__What the exercise asks__
Copy, word for word, each line of the data below from the first through the line containing "pub use orchestrator::AssessmentOrchestrator;", and stop there.

Dataset entries:
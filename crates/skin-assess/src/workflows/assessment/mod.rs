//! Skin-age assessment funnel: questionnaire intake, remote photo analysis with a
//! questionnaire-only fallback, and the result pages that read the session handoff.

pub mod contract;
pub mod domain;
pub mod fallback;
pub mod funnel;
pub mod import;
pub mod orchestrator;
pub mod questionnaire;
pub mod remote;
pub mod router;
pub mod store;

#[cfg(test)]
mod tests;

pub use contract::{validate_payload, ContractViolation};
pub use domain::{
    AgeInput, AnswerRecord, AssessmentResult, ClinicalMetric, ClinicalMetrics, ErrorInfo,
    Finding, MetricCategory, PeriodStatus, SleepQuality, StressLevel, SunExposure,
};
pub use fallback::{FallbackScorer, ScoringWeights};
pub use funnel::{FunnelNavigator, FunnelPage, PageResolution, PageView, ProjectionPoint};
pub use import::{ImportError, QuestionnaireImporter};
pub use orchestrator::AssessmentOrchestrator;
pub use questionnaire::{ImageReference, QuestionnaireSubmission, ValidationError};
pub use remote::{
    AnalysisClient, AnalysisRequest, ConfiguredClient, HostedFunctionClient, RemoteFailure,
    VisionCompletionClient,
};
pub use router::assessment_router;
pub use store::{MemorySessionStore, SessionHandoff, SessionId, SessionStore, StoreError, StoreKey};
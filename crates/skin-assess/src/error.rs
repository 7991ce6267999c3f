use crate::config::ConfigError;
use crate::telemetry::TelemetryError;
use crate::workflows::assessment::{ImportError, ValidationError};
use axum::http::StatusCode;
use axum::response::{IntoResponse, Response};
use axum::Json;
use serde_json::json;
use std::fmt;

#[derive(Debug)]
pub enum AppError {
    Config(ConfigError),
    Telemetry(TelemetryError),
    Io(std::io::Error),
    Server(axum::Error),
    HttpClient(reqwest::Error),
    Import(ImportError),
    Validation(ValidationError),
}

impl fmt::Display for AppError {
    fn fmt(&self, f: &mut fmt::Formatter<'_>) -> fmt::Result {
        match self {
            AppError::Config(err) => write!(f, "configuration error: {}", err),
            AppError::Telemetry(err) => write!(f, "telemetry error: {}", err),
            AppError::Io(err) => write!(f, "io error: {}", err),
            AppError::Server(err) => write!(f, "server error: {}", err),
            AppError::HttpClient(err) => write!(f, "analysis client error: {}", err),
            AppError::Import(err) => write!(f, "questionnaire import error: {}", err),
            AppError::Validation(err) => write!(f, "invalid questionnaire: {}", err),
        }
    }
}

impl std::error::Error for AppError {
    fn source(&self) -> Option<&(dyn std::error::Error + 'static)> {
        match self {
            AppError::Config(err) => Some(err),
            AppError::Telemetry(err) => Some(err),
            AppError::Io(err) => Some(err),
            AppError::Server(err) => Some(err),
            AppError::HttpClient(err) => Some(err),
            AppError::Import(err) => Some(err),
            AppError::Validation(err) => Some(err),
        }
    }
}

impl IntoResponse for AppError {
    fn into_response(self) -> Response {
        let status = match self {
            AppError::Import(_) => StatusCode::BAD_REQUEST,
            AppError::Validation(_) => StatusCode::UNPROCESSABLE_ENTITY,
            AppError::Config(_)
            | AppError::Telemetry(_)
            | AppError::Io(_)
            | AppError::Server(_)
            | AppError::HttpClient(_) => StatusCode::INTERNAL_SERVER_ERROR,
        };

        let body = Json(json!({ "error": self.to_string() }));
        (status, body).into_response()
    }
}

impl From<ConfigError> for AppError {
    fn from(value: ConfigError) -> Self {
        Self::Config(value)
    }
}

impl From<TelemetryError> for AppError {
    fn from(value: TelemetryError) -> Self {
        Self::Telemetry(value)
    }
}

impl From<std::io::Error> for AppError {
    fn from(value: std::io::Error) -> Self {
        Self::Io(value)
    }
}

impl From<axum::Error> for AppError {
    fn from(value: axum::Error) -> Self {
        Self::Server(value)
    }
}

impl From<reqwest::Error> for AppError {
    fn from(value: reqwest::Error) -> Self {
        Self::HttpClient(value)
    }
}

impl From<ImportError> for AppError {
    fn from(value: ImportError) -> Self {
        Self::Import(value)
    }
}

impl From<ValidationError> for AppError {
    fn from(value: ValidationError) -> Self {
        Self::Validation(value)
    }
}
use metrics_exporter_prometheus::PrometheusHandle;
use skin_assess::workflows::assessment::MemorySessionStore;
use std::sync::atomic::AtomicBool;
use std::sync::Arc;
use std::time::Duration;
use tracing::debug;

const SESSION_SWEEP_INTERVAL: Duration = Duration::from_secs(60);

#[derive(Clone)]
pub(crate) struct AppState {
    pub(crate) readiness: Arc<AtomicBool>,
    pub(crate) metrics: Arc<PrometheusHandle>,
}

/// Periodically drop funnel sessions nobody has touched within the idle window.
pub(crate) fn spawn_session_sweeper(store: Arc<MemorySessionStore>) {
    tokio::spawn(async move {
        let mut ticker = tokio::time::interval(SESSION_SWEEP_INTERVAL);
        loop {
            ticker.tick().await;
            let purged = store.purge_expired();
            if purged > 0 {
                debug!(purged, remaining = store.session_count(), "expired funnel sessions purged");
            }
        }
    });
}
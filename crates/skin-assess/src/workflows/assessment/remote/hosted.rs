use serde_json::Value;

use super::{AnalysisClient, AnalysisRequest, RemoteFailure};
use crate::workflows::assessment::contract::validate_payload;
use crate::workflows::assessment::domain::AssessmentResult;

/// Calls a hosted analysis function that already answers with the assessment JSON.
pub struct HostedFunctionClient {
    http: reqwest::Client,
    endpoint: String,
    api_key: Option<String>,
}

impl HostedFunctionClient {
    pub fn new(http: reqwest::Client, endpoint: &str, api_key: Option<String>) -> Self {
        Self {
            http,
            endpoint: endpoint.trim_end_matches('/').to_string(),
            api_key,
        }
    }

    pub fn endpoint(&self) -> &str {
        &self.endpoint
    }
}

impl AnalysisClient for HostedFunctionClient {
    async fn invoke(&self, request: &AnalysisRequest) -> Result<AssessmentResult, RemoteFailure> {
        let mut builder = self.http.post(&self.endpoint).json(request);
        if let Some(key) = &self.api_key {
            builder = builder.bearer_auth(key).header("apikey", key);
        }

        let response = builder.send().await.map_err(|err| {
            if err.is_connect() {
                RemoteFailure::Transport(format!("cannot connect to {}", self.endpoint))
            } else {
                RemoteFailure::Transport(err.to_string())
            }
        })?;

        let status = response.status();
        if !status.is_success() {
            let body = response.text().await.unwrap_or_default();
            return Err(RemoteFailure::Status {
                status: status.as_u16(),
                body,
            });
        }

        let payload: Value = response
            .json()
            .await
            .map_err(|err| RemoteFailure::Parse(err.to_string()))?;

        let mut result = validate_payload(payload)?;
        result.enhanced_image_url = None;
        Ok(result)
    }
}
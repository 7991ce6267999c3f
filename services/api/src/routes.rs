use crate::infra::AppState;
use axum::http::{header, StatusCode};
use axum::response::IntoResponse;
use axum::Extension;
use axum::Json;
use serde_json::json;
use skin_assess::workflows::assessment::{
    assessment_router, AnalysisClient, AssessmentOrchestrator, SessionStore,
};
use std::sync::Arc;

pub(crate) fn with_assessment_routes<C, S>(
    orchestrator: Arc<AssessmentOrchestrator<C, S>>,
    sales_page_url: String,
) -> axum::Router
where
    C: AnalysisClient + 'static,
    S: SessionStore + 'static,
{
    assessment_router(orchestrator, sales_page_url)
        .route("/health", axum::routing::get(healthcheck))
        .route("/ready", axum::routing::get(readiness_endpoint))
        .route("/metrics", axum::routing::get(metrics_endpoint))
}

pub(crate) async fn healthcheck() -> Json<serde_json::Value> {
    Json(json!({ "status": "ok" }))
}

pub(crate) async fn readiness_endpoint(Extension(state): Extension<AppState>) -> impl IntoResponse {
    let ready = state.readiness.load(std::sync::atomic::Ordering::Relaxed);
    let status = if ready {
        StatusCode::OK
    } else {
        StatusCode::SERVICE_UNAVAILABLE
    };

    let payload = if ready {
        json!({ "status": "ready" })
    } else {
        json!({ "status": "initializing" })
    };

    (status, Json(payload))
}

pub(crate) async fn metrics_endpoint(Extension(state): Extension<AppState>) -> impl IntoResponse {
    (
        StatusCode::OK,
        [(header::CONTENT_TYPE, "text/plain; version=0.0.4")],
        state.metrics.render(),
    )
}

__Answer to this exercise__
filename crates/skin-assess/src/workflows/assessment/mod.rs
//! Skin-age assessment funnel: questionnaire intake, remote photo analysis with a
//! questionnaire-only fallback, and the result pages that read the session handoff.

pub mod contract;
pub mod domain;
pub mod fallback;
pub mod funnel;
pub mod import;
pub mod orchestrator;
pub mod questionnaire;
pub mod remote;
pub mod router;
pub mod store;

#[cfg(test)]
mod tests;

pub use contract::{validate_payload, ContractViolation};
pub use domain::{
    AgeInput, AnswerRecord, AssessmentResult, ClinicalMetric, ClinicalMetrics, ErrorInfo,
    Finding, MetricCategory, PeriodStatus, SleepQuality, StressLevel, SunExposure,
};
pub use fallback::{FallbackScorer, ScoringWeights};
pub use funnel::{FunnelNavigator, FunnelPage, PageResolution, PageView, ProjectionPoint};
pub use import::{ImportError, QuestionnaireImporter};
pub use orchestrator::AssessmentOrchestrator;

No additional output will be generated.